Task input:
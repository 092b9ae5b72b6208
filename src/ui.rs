//! UI rendering helpers for the terminal user interface.
//!
//! One draw function per screen, all rendered with `ratatui`. Nothing in
//! here mutates state; the runtime hands over what to show.

use ratatui::{
    Frame,
    layout::{Alignment, Constraint, Direction, Layout, Rect},
    style::{Color, Modifier, Style},
    symbols::Marker,
    widgets::{
        Block, Borders, List, ListItem, ListState, Padding, Paragraph, Tabs, Wrap,
        canvas::{Canvas, Circle},
    },
};

use crate::app::{App, Screen};
use crate::config::UiSettings;
use crate::session::PulseFrame;

/// Player-screen data sampled by the runtime for this frame.
pub struct PlayerView<'a> {
    /// Already formatted, e.g. `"14 min 59 sec"`.
    pub time_left: String,
    pub pulse: PulseFrame,
    /// Shown when there is no playback, e.g. a missing asset.
    pub notice: Option<&'a str>,
}

/// Outer ring radius relative to the inner circle, as 220/200 in points.
const OUTER_RING_RATIO: f64 = 1.1;

fn controls_text(screen: &Screen) -> &'static str {
    match screen {
        Screen::Home => "[j/k] up/down | [enter] choose | [q] quit",
        Screen::Meditate { .. } => "[h/l] duration | [enter] play | [esc] back | [q] quit",
        Screen::Player { .. } => "[s/enter/esc] stop | [q] quit",
    }
}

fn bordered(title: &str) -> Block<'_> {
    Block::default()
        .borders(Borders::ALL)
        .title(title)
        .title_alignment(Alignment::Center)
}

/// Render the current screen of `app` into `frame`.
pub fn draw(frame: &mut Frame, app: &App, player: Option<&PlayerView>, ui_settings: &UiSettings) {
    let chunks = Layout::default()
        .direction(Direction::Vertical)
        .constraints([
            Constraint::Length(3),
            Constraint::Min(1),
            Constraint::Length(3),
        ])
        .split(frame.area());

    let header = Paragraph::new(ui_settings.header_text.as_str())
        .alignment(Alignment::Center)
        .block(bordered(" stillpoint "));
    frame.render_widget(header, chunks[0]);

    match app.screen() {
        Screen::Home => draw_home(frame, app, chunks[1]),
        Screen::Meditate { title } => draw_meditate(frame, app, title, chunks[1]),
        Screen::Player { title, .. } => draw_player(frame, title, player, chunks[1]),
    }

    let footer = Paragraph::new(controls_text(app.screen()))
        .block(bordered(" controls ").padding(Padding {
            left: 1,
            right: 0,
            top: 0,
            bottom: 0,
        }))
        .wrap(Wrap { trim: true });
    frame.render_widget(footer, chunks[2]);
}

fn draw_home(frame: &mut Frame, app: &App, area: Rect) {
    let items: Vec<ListItem> = app
        .catalog
        .tracks()
        .iter()
        .map(|t| ListItem::new(format!("▶  {}", t.title)))
        .collect();

    let list = List::new(items)
        .block(bordered(" tracks "))
        .highlight_style(Style::default().add_modifier(Modifier::REVERSED))
        .highlight_symbol("> ");
    let mut state = ListState::default();
    if !app.catalog.tracks().is_empty() {
        state.select(Some(app.selected));
    }
    frame.render_stateful_widget(list, area, &mut state);
}

fn draw_meditate(frame: &mut Frame, app: &App, title: &str, area: Rect) {
    let block = bordered(" meditate ");
    let inner = block.inner(area);
    frame.render_widget(block, area);

    let rows = Layout::default()
        .direction(Direction::Vertical)
        .constraints([
            Constraint::Length(2),
            Constraint::Length(2),
            Constraint::Length(2),
            Constraint::Length(1),
            Constraint::Min(0),
        ])
        .split(inner);

    frame.render_widget(
        Paragraph::new(title)
            .alignment(Alignment::Center)
            .style(Style::default().add_modifier(Modifier::BOLD)),
        rows[0],
    );
    frame.render_widget(
        Paragraph::new("Select Meditation Time").alignment(Alignment::Center),
        rows[1],
    );

    let options: Vec<String> = app.durations().iter().map(|m| format!("{m} min")).collect();
    let picker = Tabs::new(options)
        .select(app.duration_index())
        .highlight_style(Style::default().add_modifier(Modifier::REVERSED))
        .divider("|");
    frame.render_widget(picker, centered_row(rows[2], 48));

    frame.render_widget(
        Paragraph::new("[ Play ]")
            .alignment(Alignment::Center)
            .style(Style::default().fg(Color::Blue).add_modifier(Modifier::BOLD)),
        rows[3],
    );
}

fn draw_player(frame: &mut Frame, title: &str, player: Option<&PlayerView>, area: Rect) {
    let block = bordered(" player ");
    let inner = block.inner(area);
    frame.render_widget(block, area);

    let rows = Layout::default()
        .direction(Direction::Vertical)
        .constraints([
            Constraint::Length(2),
            Constraint::Min(3),
            Constraint::Length(1),
            Constraint::Length(1),
            Constraint::Length(1),
        ])
        .split(inner);

    frame.render_widget(
        Paragraph::new(format!("Playing: {title}"))
            .alignment(Alignment::Center)
            .style(Style::default().add_modifier(Modifier::BOLD)),
        rows[0],
    );

    let pulse = player.map(|p| p.pulse).unwrap_or(PulseFrame::RESTING);
    let circles = Canvas::default()
        .marker(Marker::Braille)
        .x_bounds([-1.5, 1.5])
        .y_bounds([-1.5, 1.5])
        .paint(move |ctx| {
            ctx.draw(&Circle {
                x: 0.0,
                y: 0.0,
                radius: pulse.inner,
                color: Color::White,
            });
            ctx.draw(&Circle {
                x: 0.0,
                y: 0.0,
                radius: pulse.outer * OUTER_RING_RATIO,
                color: Color::Gray,
            });
        });
    frame.render_widget(circles, rows[1]);

    let time_left = player.map(|p| p.time_left.as_str()).unwrap_or("0 min 0 sec");
    frame.render_widget(
        Paragraph::new(format!("Time left: {time_left}")).alignment(Alignment::Center),
        rows[2],
    );

    if let Some(notice) = player.and_then(|p| p.notice) {
        frame.render_widget(
            Paragraph::new(notice)
                .alignment(Alignment::Center)
                .style(Style::default().fg(Color::Yellow)),
            rows[3],
        );
    }

    frame.render_widget(
        Paragraph::new("[ Stop ]")
            .alignment(Alignment::Center)
            .style(Style::default().fg(Color::Red).add_modifier(Modifier::BOLD)),
        rows[4],
    );
}

/// A horizontally centered slice of `r`, at most `width` columns wide.
fn centered_row(r: Rect, width: u16) -> Rect {
    let width = width.min(r.width);
    Rect {
        x: r.x + (r.width - width) / 2,
        y: r.y,
        width,
        height: r.height,
    }
}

Your instructions:
Everything in the material above is to be copied exactly.

Finished exercise:
repository 092b9ae5b72b6208
filename src/ui.rs
//! UI rendering helpers for the terminal user interface.
//!
//! One draw function per screen, all rendered with `ratatui`. Nothing in
//! here mutates state; the runtime hands over what to show.

use ratatui::{
    Frame,
    layout::{Alignment, Constraint, Direction, Layout, Rect},
    style::{Color, Modifier, Style},
    symbols::Marker,
    widgets::{
        Block, Borders, List, ListItem, ListState, Padding, Paragraph, Tabs, Wrap,
        canvas::{Canvas, Circle},
    },
};

use crate::app::{App, Screen};
use crate::config::UiSettings;
use crate::session::PulseFrame;

/// Player-screen data sampled by the runtime for this frame.
pub struct PlayerView<'a> {
    /// Already formatted, e.g. `"14 min 59 sec"`.
    pub time_left: String,
    pub pulse: PulseFrame,
    /// Shown when there is no playback, e.g. a missing asset.
    pub notice: Option<&'a str>,
}

/// Outer ring radius relative to the inner circle, as 220/200 in points.
const OUTER_RING_RATIO: f64 = 1.1;

fn controls_text(screen: &Screen) -> &'static str {
    match screen {
        Screen::Home => "[j/k] up/down | [enter] choose | [q] quit",
        Screen::Meditate { .. } => "[h/l] duration | [enter] play | [esc] back | [q] quit",
        Screen::Player { .. } => "[s/enter/esc] stop | [q] quit",
    }
}

fn bordered(title: &str) -> Block<'_> {
    Block::default()
        .borders(Borders::ALL)
        .title(title)
        .title_alignment(Alignment::Center)
}

/// Render the current screen of `app` into `frame`.
pub fn draw(frame: &mut Frame, app: &App, player: Option<&PlayerView>, ui_settings: &UiSettings) {
    let chunks = Layout::default()
        .direction(Direction::Vertical)
        .constraints([
            Constraint::Length(3),
            Constraint::Min(1),
            Constraint::Length(3),
        ])
        .split(frame.area());

    let header = Paragraph::new(ui_settings.header_text.as_str())
        .alignment(Alignment::Center)
        .block(bordered(" stillpoint "));
    frame.render_widget(header, chunks[0]);

    match app.screen() {
        Screen::Home => draw_home(frame, app, chunks[1]),
        Screen::Meditate { title } => draw_meditate(frame, app, title, chunks[1]),
        Screen::Player { title, .. } => draw_player(frame, title, player, chunks[1]),
    }

    let footer = Paragraph::new(controls_text(app.screen()))
        .block(bordered(" controls ").padding(Padding {
            left: 1,
            right: 0,
            top: 0,
            bottom: 0,
        }))
        .wrap(Wrap { trim: true });
    frame.render_widget(footer, chunks[2]);
}

fn draw_home(frame: &mut Frame, app: &App, area: Rect) {
    let items: Vec<ListItem> = app
        .catalog
        .tracks()
        .iter()
        .map(|t| ListItem::new(format!("▶  {}", t.title)))
        .collect();

    let list = List::new(items)
        .block(bordered(" tracks "))
        .highlight_style(Style::default().add_modifier(Modifier::REVERSED))
        .highlight_symbol("> ");
    let mut state = ListState::default();
    if !app.catalog.tracks().is_empty() {
        state.select(Some(app.selected));
    }
    frame.render_stateful_widget(list, area, &mut state);
}

fn draw_meditate(frame: &mut Frame, app: &App, title: &str, area: Rect) {
    let block = bordered(" meditate ");
    let inner = block.inner(area);
    frame.render_widget(block, area);

    let rows = Layout::default()
        .direction(Direction::Vertical)
        .constraints([
            Constraint::Length(2),
            Constraint::Length(2),
            Constraint::Length(2),
            Constraint::Length(1),
            Constraint::Min(0),
        ])
        .split(inner);

    frame.render_widget(
        Paragraph::new(title)
            .alignment(Alignment::Center)
            .style(Style::default().add_modifier(Modifier::BOLD)),
        rows[0],
    );
    frame.render_widget(
        Paragraph::new("Select Meditation Time").alignment(Alignment::Center),
        rows[1],
    );

    let options: Vec<String> = app.durations().iter().map(|m| format!("{m} min")).collect();
    let picker = Tabs::new(options)
        .select(app.duration_index())
        .highlight_style(Style::default().add_modifier(Modifier::REVERSED))
        .divider("|");
    frame.render_widget(picker, centered_row(rows[2], 48));

    frame.render_widget(
        Paragraph::new("[ Play ]")
            .alignment(Alignment::Center)
            .style(Style::default().fg(Color::Blue).add_modifier(Modifier::BOLD)),
        rows[3],
    );
}

fn draw_player(frame: &mut Frame, title: &str, player: Option<&PlayerView>, area: Rect) {
    let block = bordered(" player ");
    let inner = block.inner(area);
    frame.render_widget(block, area);

    let rows = Layout::default()
        .direction(Direction::Vertical)
        .constraints([
            Constraint::Length(2),
            Constraint::Min(3),
            Constraint::Length(1),
            Constraint::Length(1),
            Constraint::Length(1),
        ])
        .split(inner);

    frame.render_widget(
        Paragraph::new(format!("Playing: {title}"))
            .alignment(Alignment::Center)
            .style(Style::default().add_modifier(Modifier::BOLD)),
        rows[0],
    );

    let pulse = player.map(|p| p.pulse).unwrap_or(PulseFrame::RESTING);
    let circles = Canvas::default()
        .marker(Marker::Braille)
        .x_bounds([-1.5, 1.5])
        .y_bounds([-1.5, 1.5])
        .paint(move |ctx| {
            ctx.draw(&Circle {
                x: 0.0,
                y: 0.0,
                radius: pulse.inner,
                color: Color::White,
            });
            ctx.draw(&Circle {
                x: 0.0,
                y: 0.0,
                radius: pulse.outer * OUTER_RING_RATIO,
                color: Color::Gray,
            });
        });
    frame.render_widget(circles, rows[1]);

    let time_left = player.map(|p| p.time_left.as_str()).unwrap_or("0 min 0 sec");
    frame.render_widget(
        Paragraph::new(format!("Time left: {time_left}")).alignment(Alignment::Center),
        rows[2],
    );

    if let Some(notice) = player.and_then(|p| p.notice) {
        frame.render_widget(
            Paragraph::new(notice)
                .alignment(Alignment::Center)
                .style(Style::default().fg(Color::Yellow)),
            rows[3],
        );
    }

    frame.render_widget(
        Paragraph::new("[ Stop ]")
            .alignment(Alignment::Center)
            .style(Style::default().fg(Color::Red).add_modifier(Modifier::BOLD)),
        rows[4],
    );
}

/// A horizontally centered slice of `r`, at most `width` columns wide.
fn centered_row(r: Rect, width: u16) -> Rect {
    let width = width.min(r.width);
    Rect {
        x: r.x + (r.width - width) / 2,
        y: r.y,
        width,
        height: r.height,
    }
}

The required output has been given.